Las inundaciones en calles de ciudades como México y Guadalajara ya no son accidentes, sino la rebelión del agua que cada temporada reclama lo que fue suyo. Sobre el pavimento resurgen ríos antiguos, corrientes oscuras que arrastran autos como cadáveres metálicos y devoran banquetas como si fuesen orillas frágiles de un lago ancestral. La ciudad, disfrazada de modernidad, se desnuda en su origen acuático. Las alcantarillas vomitan espuma como gargantas enfermas, los ductos subterráneos colapsan con un lamento sordo y el asfalto se quiebra en espejos movedizos donde el cielo se refleja con ironía. La mancha urbana, en su avidez de concreto, borró los suelos que bebían la lluvia; y ahora la lluvia se cobra la deuda con violencia. Cada tormenta es un juicio: el futuro que no supimos planear emerge bajo nuestros pies en forma de diluvio.

En la década de 1850 Londres padeció el llamado «Gran Hedor». Una pesadilla urbana en la que el río Támesis, convertido en cloaca abierta, apestaba y era fuente de epidemias de cólera y tifoidea. Bajo un manto fétido, la gente empapaba paños en vinagre para contrarrestar la pestilencia. Una verdadera crisis sanitaria y política. Apareció entonces la figura del ingeniero de la Junta Metropolitana de Obras, Joseph Bazalgette, concibiendo un plan de drenaje colosal. Un verdadero reto: la construcción de 1300 millas de alcantarillado subterráneo, la creación de colectores que anticipaban la llegada del agua al Támesis y, lo más notable, el haber calculado los diámetros de los tubos suponiendo una población futura de 4.5 millones. Sobre este supuesto, el ingeniero duplicó la capacidad «por si acaso». Londres hoy tiene casi 10 millones de habitantes y el sistema, a 160 años de distancia, sigue funcionando.

Además, Bazalgette concibió y edificó estaciones ornamentales de bombeo de aguas residuales, cuya arquitectura fue tanto funcional como símbolo de modernidad. Actualmente la Estación de Bombeo Crossness es un sitio de interés turístico y un monumento a la visión de un hombre. Le llaman la «Capilla Sixtina» de las aguas residuales; hoy asombra y se venera con culto catedralicio.
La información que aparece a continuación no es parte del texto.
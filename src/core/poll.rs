//! # Completion polling with bounded retries.
//!
//! Detects whether a work unit reached a terminal state within a retry/deadline
//! budget ([`PollOptions`]).
//!
//! ## Protocol
//! ```text
//! for attempt in 1..=retry+1:
//!   ├─► fast path: released → HandleReleased, terminal → Completed
//!   ├─► spawn waiter (WorkUnit::wait_complete) bounded by timeout(wait)
//!   │     ├─ Completed          → stop, Completed
//!   │     ├─ Released           → stop, HandleReleased
//!   │     ├─ deadline elapsed   → abort waiter, publish PollAttemptExpired, next attempt
//!   │     ├─ waiter cancelled   → timeout-class failure, publish PollAttemptExpired, next attempt
//!   │     └─ waiter panicked    → stop, AggregatedFailure
//!   └─► attempts exhausted      → NotCompleted
//! ```
//!
//! ## Rules
//! - Each attempt has its own `wait` deadline; worst case blocks `(retry + 1) × wait`
//! - The waiter blocks on the unit's state channel; it never spins

use std::future::Future;
use std::sync::Arc;

use tokio::task::JoinError;
use tokio::time;

use crate::config::PollOptions;
use crate::core::work::{Settled, WorkUnit};
use crate::events::{Bus, Event, EventKind};
use crate::status::Status;

/// Result of a completion check.
#[derive(Debug, Clone, PartialEq, Eq)]
pub(crate) struct PollReport {
    /// `Completed`, `NotCompleted`, `HandleReleased` or `AggregatedFailure`.
    pub status: Status,
    /// Attempts started (1-based, at most `retry + 1`).
    pub attempts: u32,
    /// Failure description for `AggregatedFailure`.
    pub reason: Option<String>,
}

impl PollReport {
    fn done(status: Status, attempts: u32) -> Self {
        Self {
            status,
            attempts,
            reason: None,
        }
    }
}

/// One attempt's outcome.
#[derive(Debug)]
enum Attempt {
    Completed,
    Released,
    Expired,
    Failed(String),
}

/// Runs the polling protocol for `work` registered under `name`.
pub(crate) async fn poll_completion(
    name: &str,
    work: &Arc<WorkUnit>,
    poll: PollOptions,
    bus: &Bus,
) -> PollReport {
    poll_with(name, work, poll, bus, || {
        let work = Arc::clone(work);
        async move { work.wait_complete().await }
    })
    .await
}

/// Polling loop over an arbitrary waiter; `wait_for` builds one per attempt.
async fn poll_with<W, Fut>(
    name: &str,
    work: &Arc<WorkUnit>,
    poll: PollOptions,
    bus: &Bus,
    wait_for: W,
) -> PollReport
where
    W: Fn() -> Fut,
    Fut: Future<Output = Settled> + Send + 'static,
{
    let mut attempts = 0;

    for attempt in 1..=poll.attempts() {
        attempts = attempt;
        match run_attempt(work, poll, &wait_for).await {
            Attempt::Completed => return PollReport::done(Status::Completed, attempts),
            Attempt::Released => return PollReport::done(Status::HandleReleased, attempts),
            Attempt::Failed(reason) => {
                return PollReport {
                    status: Status::AggregatedFailure,
                    attempts,
                    reason: Some(reason),
                };
            }
            Attempt::Expired => {
                bus.publish(
                    Event::new(EventKind::PollAttemptExpired)
                        .with_task(name)
                        .with_attempt(attempt)
                        .with_timeout(poll.wait),
                );
            }
        }
    }

    PollReport::done(Status::NotCompleted, attempts)
}

async fn run_attempt<W, Fut>(work: &Arc<WorkUnit>, poll: PollOptions, wait_for: &W) -> Attempt
where
    W: Fn() -> Fut,
    Fut: Future<Output = Settled> + Send + 'static,
{
    if work.is_released() {
        return Attempt::Released;
    }
    if work.is_complete() {
        return Attempt::Completed;
    }

    let mut waiter = tokio::spawn(wait_for());
    match time::timeout(poll.wait, &mut waiter).await {
        Ok(Ok(Settled::Completed)) => Attempt::Completed,
        Ok(Ok(Settled::Released)) => Attempt::Released,
        Ok(Err(e)) => classify_join_error(e),
        Err(_elapsed) => {
            waiter.abort();
            Attempt::Expired
        }
    }
}

/// A cancelled waiter counts as a timeout; a panicking one aborts the check.
fn classify_join_error(e: JoinError) -> Attempt {
    if e.is_cancelled() {
        Attempt::Expired
    } else {
        Attempt::Failed(format!("completion waiter failed: {e}"))
    }
}

#[cfg(test)]
mod tests {
    use super::*;
    use crate::error::TaskError;
    use crate::tasks::{TaskFn, TaskRef};
    use std::time::Duration;
    use tokio_util::sync::CancellationToken;

    fn unit(task: TaskRef, token: CancellationToken) -> Arc<WorkUnit> {
        Arc::new(WorkUnit::new(task, token, None))
    }

    fn never_ending() -> TaskRef {
        TaskFn::arc(|_ctx: CancellationToken| async move {
            std::future::pending::<()>().await;
            Ok::<(), TaskError>(())
        })
    }

    async fn exploding_waiter() -> Settled {
        panic!("waiter exploded")
    }

    fn expired_events(rx: &mut tokio::sync::broadcast::Receiver<Event>) -> usize {
        let mut expired = 0;
        while let Ok(ev) = rx.try_recv() {
            if ev.kind == EventKind::PollAttemptExpired {
                expired += 1;
            }
        }
        expired
    }

    #[tokio::test]
    async fn zero_retry_makes_exactly_one_attempt() {
        let bus = Bus::new(16);
        let mut rx = bus.subscribe();
        let work = unit(never_ending(), CancellationToken::new());
        work.start("x", &bus).unwrap();

        let report =
            poll_completion("x", &work, PollOptions::new(0, Duration::from_millis(1)), &bus).await;
        assert_eq!(report.status, Status::NotCompleted);
        assert_eq!(report.attempts, 1);
        assert_eq!(expired_events(&mut rx), 1);
    }

    #[tokio::test(start_paused = true)]
    async fn retries_until_budget_is_spent() {
        let bus = Bus::new(16);
        let work = unit(never_ending(), CancellationToken::new());
        work.start("x", &bus).unwrap();

        let report =
            poll_completion("x", &work, PollOptions::new(2, Duration::from_millis(10)), &bus)
                .await;
        assert_eq!(report.status, Status::NotCompleted);
        assert_eq!(report.attempts, 3);
    }

    #[tokio::test]
    async fn completion_within_deadline_stops_polling() {
        let bus = Bus::new(16);
        let token = CancellationToken::new();
        let work = unit(
            TaskFn::arc(|ctx: CancellationToken| async move {
                ctx.cancelled().await;
                Err::<(), _>(TaskError::Canceled)
            }),
            token.clone(),
        );
        work.start("x", &bus).unwrap();

        let canceller = tokio::spawn(async move {
            tokio::time::sleep(Duration::from_millis(20)).await;
            token.cancel();
        });

        let report =
            poll_completion("x", &work, PollOptions::new(3, Duration::from_secs(5)), &bus).await;
        assert_eq!(report.status, Status::Completed);
        assert_eq!(report.attempts, 1);
        canceller.await.unwrap();
    }

    #[tokio::test]
    async fn released_unit_short_circuits() {
        let bus = Bus::new(16);
        let token = CancellationToken::new();
        let work = unit(never_ending(), token.clone());
        token.cancel();
        work.release().unwrap();

        let report =
            poll_completion("x", &work, PollOptions::new(3, Duration::from_millis(1)), &bus).await;
        assert_eq!(report.status, Status::HandleReleased);
        assert_eq!(report.attempts, 1);
    }

    #[tokio::test]
    async fn cancelled_waiter_is_timeout_class() {
        let waiter = tokio::spawn(std::future::pending::<Settled>());
        waiter.abort();
        let err = waiter.await.unwrap_err();
        assert!(err.is_cancelled());

        assert!(matches!(classify_join_error(err), Attempt::Expired));
    }

    #[tokio::test]
    async fn panicked_waiter_is_a_failure() {
        let err = tokio::spawn(exploding_waiter()).await.unwrap_err();
        assert!(err.is_panic());

        match classify_join_error(err) {
            Attempt::Failed(reason) => assert!(reason.starts_with("completion waiter failed")),
            other => panic!("expected a failure, got {other:?}"),
        }
    }

    #[tokio::test]
    async fn panicking_waiter_aborts_after_one_attempt() {
        let bus = Bus::new(16);
        let mut rx = bus.subscribe();
        let work = unit(never_ending(), CancellationToken::new());

        let report = poll_with(
            "x",
            &work,
            PollOptions::new(3, Duration::from_secs(1)),
            &bus,
            exploding_waiter,
        )
        .await;
        assert_eq!(report.status, Status::AggregatedFailure);
        assert_eq!(report.attempts, 1);
        assert!(report.reason.is_some());
        assert_eq!(expired_events(&mut rx), 0);
    }
}
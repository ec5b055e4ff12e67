//! # Events emitted by the task manager and its work units.
//!
//! The [`EventKind`] enum classifies event types across three categories:
//! - **Operation events**: one per manager operation, carrying the resulting [`Status`]
//! - **Work events**: execution flow of a work unit (started, finished, timeout)
//! - **Subscriber events**: delivery problems to a subscriber
//!
//! ## Ordering guarantees
//! Each event has a globally unique sequence number (`seq`) that increases monotonically.
//! Use `seq` to restore the exact order when events are delivered out of order.
//!
//! ## Example
//! ```rust
//! use taskkeeper::{Event, EventKind, Status};
//!
//! let ev = Event::new(EventKind::TaskStart)
//!     .with_task("demo-task")
//!     .with_status(Status::InvalidStateForStart)
//!     .with_reason("cannot start work unit in state Running");
//!
//! assert_eq!(ev.kind, EventKind::TaskStart);
//! assert_eq!(ev.task.as_deref(), Some("demo-task"));
//! assert_eq!(ev.status, Some(Status::InvalidStateForStart));
//! ```

use std::sync::Arc;
use std::sync::atomic::{AtomicU64, Ordering as AtomicOrdering};
use std::time::{Duration, SystemTime};

use crate::status::Status;
use crate::tasks::WorkStatus;

/// Global sequence counter for event ordering.
static EVENT_SEQ: AtomicU64 = AtomicU64::new(0);

/// Classification of runtime events.
#[derive(Debug, Clone, Copy, PartialEq, Eq)]
pub enum EventKind {
    // === Subscriber events ===
    /// Subscriber panicked during event processing.
    ///
    /// Sets: `task` (subscriber name), `reason` (panic message).
    SubscriberPanicked,

    /// Subscriber dropped an event (queue full or worker closed).
    ///
    /// Sets: `task` (subscriber name), `reason`.
    SubscriberOverflow,

    // === Operation events ===
    /// Outcome of `register`. Sets: `task`, `status`.
    TaskRegister,
    /// Outcome of `start`. Sets: `task`, `status`, `reason` on failure.
    TaskStart,
    /// Outcome of `cancel_handle`. Sets: `task`, `status`.
    TaskCancelHandle,
    /// Outcome of `cancel`. Sets: `task`, `status`, `reason` on failure.
    TaskCancel,
    /// Outcome of a completion check. Sets: `task`, `status`, `attempt` (attempts used).
    TaskCompletionCheck,
    /// Outcome of `delete`. Sets: `task`, `status`, `work_status` (final state).
    TaskDelete,
    /// Outcome of `dequeue_disposal_record`. Sets: `status`, `task` when a record was returned.
    DisposalDequeue,
    /// Outcome of `cancel_all`. Sets: `status`, `reason` on failure.
    CancelAll,
    /// Per-name outcome inside `cancel_all` for tasks that were skipped. Sets: `task`, `status`.
    CancelSkipped,
    /// `check_all_completion` finished. Sets: `attempt` (number of tasks checked).
    CheckAllCompletion,
    /// `clear_all` finished.
    ClearAll,

    // === Work events ===
    /// Work unit began executing. Sets: `task`.
    WorkStarted,
    /// Work unit reached a terminal state. Sets: `task`, `work_status`, `reason` on fault.
    WorkFinished,
    /// Work unit exceeded its run timeout. Sets: `task`, `timeout_ms`.
    TimeoutHit,
    /// One completion-polling attempt expired without observing completion.
    ///
    /// Sets: `task`, `attempt` (1-based), `timeout_ms` (attempt window).
    PollAttemptExpired,
}

/// Runtime event with optional metadata.
///
/// - `seq`: monotonic global sequence for ordering
/// - `at`: wall-clock timestamp (for logs)
/// - other optional fields are set depending on the [`EventKind`]
#[derive(Clone, Debug)]
pub struct Event {
    /// Globally unique, monotonically increasing sequence number.
    pub seq: u64,
    /// Wall-clock timestamp.
    pub at: SystemTime,

    /// Event classification.
    pub kind: EventKind,
    /// Name of the task, if applicable.
    pub task: Option<Arc<str>>,
    /// Operation outcome, if applicable.
    pub status: Option<Status>,
    /// Work unit state, if applicable.
    pub work_status: Option<WorkStatus>,
    /// Human-readable reason (errors, overflow details, etc.).
    pub reason: Option<Arc<str>>,
    /// Attempt count (starting from 1).
    pub attempt: Option<u32>,
    /// Timeout in milliseconds (compact).
    pub timeout_ms: Option<u32>,
}

impl Event {
    /// Creates a new event of the given kind with current timestamp and next sequence number.
    pub fn new(kind: EventKind) -> Self {
        Self {
            seq: EVENT_SEQ.fetch_add(1, AtomicOrdering::Relaxed),
            at: SystemTime::now(),
            kind,
            task: None,
            status: None,
            work_status: None,
            reason: None,
            attempt: None,
            timeout_ms: None,
        }
    }

    /// Attaches a task name.
    #[inline]
    pub fn with_task(mut self, task: impl Into<Arc<str>>) -> Self {
        self.task = Some(task.into());
        self
    }

    /// Attaches an operation outcome.
    #[inline]
    pub fn with_status(mut self, status: Status) -> Self {
        self.status = Some(status);
        self
    }

    /// Attaches a work unit state.
    #[inline]
    pub fn with_work_status(mut self, status: WorkStatus) -> Self {
        self.work_status = Some(status);
        self
    }

    /// Attaches a human-readable reason.
    #[inline]
    pub fn with_reason(mut self, reason: impl Into<Arc<str>>) -> Self {
        self.reason = Some(reason.into());
        self
    }

    /// Attaches an attempt count.
    #[inline]
    pub fn with_attempt(mut self, n: u32) -> Self {
        self.attempt = Some(n);
        self
    }

    /// Attaches a timeout duration (stored as milliseconds).
    #[inline]
    pub fn with_timeout(mut self, d: Duration) -> Self {
        let ms = d.as_millis().min(u128::from(u32::MAX)) as u32;
        self.timeout_ms = Some(ms);
        self
    }

    /// Creates a subscriber overflow event.
    #[inline]
    pub fn subscriber_overflow(subscriber: &'static str, reason: &'static str) -> Self {
        Event::new(EventKind::SubscriberOverflow)
            .with_task(subscriber)
            .with_reason(format!("subscriber={subscriber} reason={reason}"))
    }

    /// Creates a subscriber panic event.
    #[inline]
    pub fn subscriber_panicked(subscriber: &'static str, info: String) -> Self {
        Event::new(EventKind::SubscriberPanicked)
            .with_task(subscriber)
            .with_reason(info)
    }
}

#[cfg(test)]
mod tests {
    use super::*;

    #[test]
    fn sequence_is_monotonic() {
        let a = Event::new(EventKind::ClearAll);
        let b = Event::new(EventKind::ClearAll);
        assert!(b.seq > a.seq);
    }

    #[test]
    fn timeout_is_clamped_to_u32() {
        let ev = Event::new(EventKind::TimeoutHit).with_timeout(Duration::from_secs(u64::MAX));
        assert_eq!(ev.timeout_ms, Some(u32::MAX));
    }
}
Un ejemplo del valor y la rentabilidad del buen diseño.

El punto relevante es que Bazalgette no vio el problema como un asunto técnico de capacidad de drenaje (nada más), lo vio como un asunto de civilización, un asunto de salvar vidas, dignificar la ciudad y asegurar su futuro. Aplicó lo que podríamos llamar la lógica del exceso, donde una obra es excesiva en el presente, pero se convierte en solución para el futuro. En México aplicamos la lógica del remedio justo, y a veces ni eso. El futuro no vota. No es políticamente rentable hacer obras en el subsuelo ni inaugurar pasos a desnivel a la mitad de un llano, donde décadas después habrá avenidas con gran afluente de automóviles. La visión del ingeniero británico contrasta con la costumbre de estar parchando problemas. Dijo: si lo hacemos mal, moriremos todos; si lo hacemos bien, nadie se dará cuenta.

El ejemplo de Londres llama a la reflexión: la infraestructura es una forma de cuidar la vida colectiva. Y las obras públicas no son solo eso, son pilares civilizatorios. Bazalgette hizo una construcción, casi toda subterránea, que nadie ve, pero todos viven gracias a ella. Gracias a que fue erigida como un exceso. De alguna forma nos enseña que el futuro, más que predecirse, debe sobredimensionarse. Estamos ante la paradoja de la invisibilidad: el éxito del drenaje londinense es que desapareció de la conversación.

Estamos acostumbrados a las crisis recurrentes de infraestructura, donde el agua tiene memoria, nosotros no. Nuestras decisiones nos condenan: desecamos mantos acuíferos, sepultamos ríos y pensamos que ganamos la batalla frente a la naturaleza. No es así. Cada vez que veamos flotar automóviles en la vía pública deberíamos recordar que el subsuelo nos reclama, nos recuerda que la civilización empieza por debajo de nuestros pies.

La historia de Bazalgette, su visión futurista, debería ser motivo de estudio, para que, desde la academia, las empresas y el gobierno, se asuma la lógica del exceso. En el país donde el largo plazo es un sexenio, es un desafío.

Empecemos por conceder que el exceso de hoy es la civilización de mañana.